**WHAT IS NEEDED**: Scan the records below, and wherever a line has the word "runtime", pull it out.

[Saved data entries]
- Opening Delimiter -

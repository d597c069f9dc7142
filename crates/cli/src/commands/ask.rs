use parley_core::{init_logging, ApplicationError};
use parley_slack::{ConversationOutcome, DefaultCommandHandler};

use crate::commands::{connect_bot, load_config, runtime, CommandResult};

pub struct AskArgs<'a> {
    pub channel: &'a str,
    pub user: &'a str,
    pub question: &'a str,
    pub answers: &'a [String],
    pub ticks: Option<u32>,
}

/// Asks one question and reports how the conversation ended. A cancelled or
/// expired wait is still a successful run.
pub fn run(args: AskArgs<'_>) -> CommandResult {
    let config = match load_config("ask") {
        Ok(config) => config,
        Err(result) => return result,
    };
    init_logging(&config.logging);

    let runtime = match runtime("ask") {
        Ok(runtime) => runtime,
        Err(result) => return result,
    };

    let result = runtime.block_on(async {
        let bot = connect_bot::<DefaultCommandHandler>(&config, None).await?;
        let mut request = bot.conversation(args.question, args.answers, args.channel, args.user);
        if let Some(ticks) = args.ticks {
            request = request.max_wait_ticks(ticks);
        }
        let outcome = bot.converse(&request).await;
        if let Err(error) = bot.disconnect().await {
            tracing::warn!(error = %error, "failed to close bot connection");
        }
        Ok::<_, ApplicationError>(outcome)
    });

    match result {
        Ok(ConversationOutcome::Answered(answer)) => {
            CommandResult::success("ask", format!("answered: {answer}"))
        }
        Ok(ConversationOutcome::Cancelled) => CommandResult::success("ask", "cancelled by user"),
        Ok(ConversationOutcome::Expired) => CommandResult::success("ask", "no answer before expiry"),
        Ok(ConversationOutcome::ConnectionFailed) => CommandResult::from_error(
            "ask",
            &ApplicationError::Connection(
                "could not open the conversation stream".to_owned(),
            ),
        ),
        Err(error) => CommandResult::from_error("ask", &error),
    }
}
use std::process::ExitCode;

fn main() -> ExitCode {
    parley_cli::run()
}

- Closing Delimiter -

**SOLUTION TO THIS EXERCISE**:
use crate::commands::{connect_bot, load_config, runtime, CommandResult};
    let runtime = match runtime("ask") {
        Ok(runtime) => runtime,
    let result = runtime.block_on(async {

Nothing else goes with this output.